With every intention of returning to South Africa, Rabbi Silbert began his Master’s studies at Brandeis in 1994. He earned degrees in Jewish Professional Leadership and Non-Profit Management and began his career in the Jewish community. While working in Financial Resource Development at Boston University Hillel, he realized “that I really wanted and needed to be working with Jewish students, their Jewish lives and their Jewish growth.”
During this period, Rabbi Silbert met Rachel Kest, a religious school director (at the time) whom he would eventually marry. “One day Rachel called and needed me to sub for a teacher for 6th grade Hebrew,” says Rabbi Silbert of the position he thought would be temporary. “It lasted six years and I really enjoyed it. Along the way, I began teaching Hebrew to adults. These were people still interested in growing and learning about themselves in the Jewish world.”

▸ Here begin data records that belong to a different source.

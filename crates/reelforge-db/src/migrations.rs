//! Embedded SQL migrations and runner.
//!
//! Migrations are stored as `&str` constants and executed in order. A
//! `schema_migrations` table tracks which versions have been applied.

use reelforge_common::{Error, Result};
use rusqlite::Connection;

/// V1: source media, encode profiles and job records.
const V1_INITIAL: &str = r#"
CREATE TABLE media (
    id              TEXT PRIMARY KEY,
    uid             TEXT UNIQUE NOT NULL,
    owner           TEXT NOT NULL,
    title           TEXT NOT NULL,
    source_path     TEXT NOT NULL,
    duration_secs   REAL NOT NULL DEFAULT 0,
    height          INTEGER NOT NULL DEFAULT 0,
    media_info      TEXT NOT NULL DEFAULT '{}',
    encoding_status TEXT NOT NULL DEFAULT 'pending',
    manifest_path   TEXT,
    created_at      TEXT NOT NULL,
    updated_at      TEXT NOT NULL
);

CREATE TABLE encode_profiles (
    id         TEXT PRIMARY KEY,
    name       TEXT UNIQUE NOT NULL,
    codec      TEXT NOT NULL,
    resolution INTEGER NOT NULL,
    extension  TEXT NOT NULL,
    active     INTEGER NOT NULL DEFAULT 1,
    created_at TEXT NOT NULL
);

CREATE TABLE encodings (
    id                  TEXT PRIMARY KEY,
    media_id            TEXT NOT NULL REFERENCES media(id) ON DELETE CASCADE,
    profile_id          TEXT NOT NULL REFERENCES encode_profiles(id),
    status              TEXT NOT NULL DEFAULT 'pending',
    progress            REAL NOT NULL DEFAULT 0,
    chunk               INTEGER NOT NULL DEFAULT 0,
    chunk_group_key     TEXT,
    chunk_source_path   TEXT,
    retries             INTEGER NOT NULL DEFAULT 0,
    total_run_time_secs REAL NOT NULL DEFAULT 0,
    output_path         TEXT,
    logs                TEXT NOT NULL DEFAULT '',
    commands            TEXT NOT NULL DEFAULT '',
    priority            INTEGER NOT NULL DEFAULT 0,
    pid                 INTEGER,
    created_at          TEXT NOT NULL,
    updated_at          TEXT NOT NULL,
    started_at          TEXT
);
CREATE INDEX idx_encodings_pair ON encodings(media_id, profile_id);
CREATE INDEX idx_encodings_group ON encodings(chunk_group_key);
CREATE INDEX idx_encodings_status ON encodings(status, priority);
"#;

/// V2: chunk groups. The segment list is written once and never updated.
const V2_CHUNK_GROUPS: &str = r#"
CREATE TABLE chunk_groups (
    key            TEXT PRIMARY KEY,
    media_id       TEXT NOT NULL REFERENCES media(id) ON DELETE CASCADE,
    format_version INTEGER NOT NULL,
    segments       TEXT NOT NULL,
    created_at     TEXT NOT NULL
);

CREATE TRIGGER chunk_groups_immutable BEFORE UPDATE ON chunk_groups
BEGIN
    SELECT RAISE(ABORT, 'chunk groups are immutable');
END;

CREATE TABLE chunk_group_finalizations (
    group_key   TEXT NOT NULL REFERENCES chunk_groups(key) ON DELETE CASCADE,
    profile_id  TEXT NOT NULL,
    encoding_id TEXT NOT NULL,
    outcome     TEXT NOT NULL,
    created_at  TEXT NOT NULL,
    PRIMARY KEY (group_key, profile_id)
);
"#;

/// V3: trim requests.
const V3_TRIM_REQUESTS: &str = r#"
CREATE TABLE trim_requests (
    id              TEXT PRIMARY KEY,
    media_id        TEXT NOT NULL REFERENCES media(id) ON DELETE CASCADE,
    target_media_id TEXT REFERENCES media(id) ON DELETE SET NULL,
    parent_id       TEXT REFERENCES trim_requests(id) ON DELETE CASCADE,
    action          TEXT NOT NULL,
    ranges          TEXT NOT NULL,
    status          TEXT NOT NULL DEFAULT 'initial',
    created_at      TEXT NOT NULL,
    updated_at      TEXT NOT NULL
);
CREATE INDEX idx_trim_requests_target ON trim_requests(target_media_id, status);
"#;

/// Ordered list of (version, sql) pairs.
const MIGRATIONS: &[(i64, &str)] = &[
    (1, V1_INITIAL),
    (2, V2_CHUNK_GROUPS),
    (3, V3_TRIM_REQUESTS),
];

/// Run all pending migrations on `conn`.
///
/// Creates the `schema_migrations` tracking table if it does not exist,
/// then applies each outstanding migration inside a transaction.
pub fn run_migrations(conn: &Connection) -> Result<()> {
    conn.execute_batch(
        "CREATE TABLE IF NOT EXISTS schema_migrations (
            version    INTEGER PRIMARY KEY,
            applied_at TEXT NOT NULL DEFAULT (datetime('now'))
        )",
    )
    .map_err(|e| Error::database(format!("Failed to create schema_migrations: {e}")))?;

    for &(version, sql) in MIGRATIONS {
        let already: bool = conn
            .query_row(
                "SELECT COUNT(*) > 0 FROM schema_migrations WHERE version = ?1",
                [version],
                |row| row.get(0),
            )
            .map_err(|e| Error::database(e.to_string()))?;

        if already {
            continue;
        }

        let tx = conn
            .unchecked_transaction()
            .map_err(|e| Error::database(e.to_string()))?;

        tx.execute_batch(sql)
            .map_err(|e| Error::database(format!("Migration V{version} failed: {e}")))?;

        tx.execute(
            "INSERT INTO schema_migrations (version) VALUES (?1)",
            [version],
        )
        .map_err(|e| Error::database(e.to_string()))?;

        tx.commit().map_err(|e| Error::database(e.to_string()))?;
    }

    Ok(())
}

/// Highest schema version known to this build.
pub fn latest_version() -> i64 {
    MIGRATIONS.last().map(|(v, _)| *v).unwrap_or(0)
}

At age 35, and “married, with a newborn and a mortgage, I realized that becoming a rabbi made sense for me, even if the timing didn’t!” says Rabbi Silbert. While a Conservative-movement rabbinical school would have been an obvious initial choice for him, he learned about and explored the newly established Rabbinical School of Hebrew College in his then hometown of Boston, a unique, Jewishly pluralistic five-year program which was about to graduate its first class.
“There was an open house weekend and I saw that many students were in their 40s, 50s and 60s, embarking on second careers. This convinced me that I could do this,” says Rabbi Silbert. “The school was a great environment, and we could stay in Boston. Through internships, I had the opportunity to connect with Jews at all points. Young children, high school, college, families, empty-nesters, the elderly. The variety was meaningful and engaging.”
Pastoral care is one of the most important aspects of the rabbinate for Rabbi Silbert. “My experiences surrounding the loss of my mother when I was a teenager taught me that pastoral care is not something that all rabbis are comfortable with, even though it ought to be one of the most important areas of their jobs,” says Rabbi Silbert. “My chaplaincy internship at a hospital in Boston was key to this aspect of my own personal growth. You learn when to talk, when to stay quiet. You have to know that you may not have the answers. As my teacher Rabbi Arthur Green once said, ‘there are times when love is all you have to offer.’”
As Rabbi Silbert looks ahead to his position at Temple Beth David, he comments, “Relationships. That is the single most important thing. It’s not always about programming, it’s about building meaningful Jewish relationships. People don’t have relationships with synagogues, they have relationships with people.”
To accomplish this, he says, people have to be made to feel welcome, to feel wanted and to give them a reason to return. “We will wait a long time if we are waiting for them to come to us, to temples,” he says. “We need to go to them. Invite them personally into our lives. I am excited to get to do this work that means so much to me, to enter a place that values community.”
More importantly, Rabbi Silbert understands the core of Temple Beth David. “We have a lot to offer. Jewish life has a lot to offer. It’s a good place to make it all happen.”
Rabbi Silbert and Rachel, who is Director of Education and Engagement at the Jewish Federation of Greater Rochester, have two children: Elie (Elijah) and Davi (Nadav); and a dog, Golda, whom Rabbi says was named for a strong Jewish woman.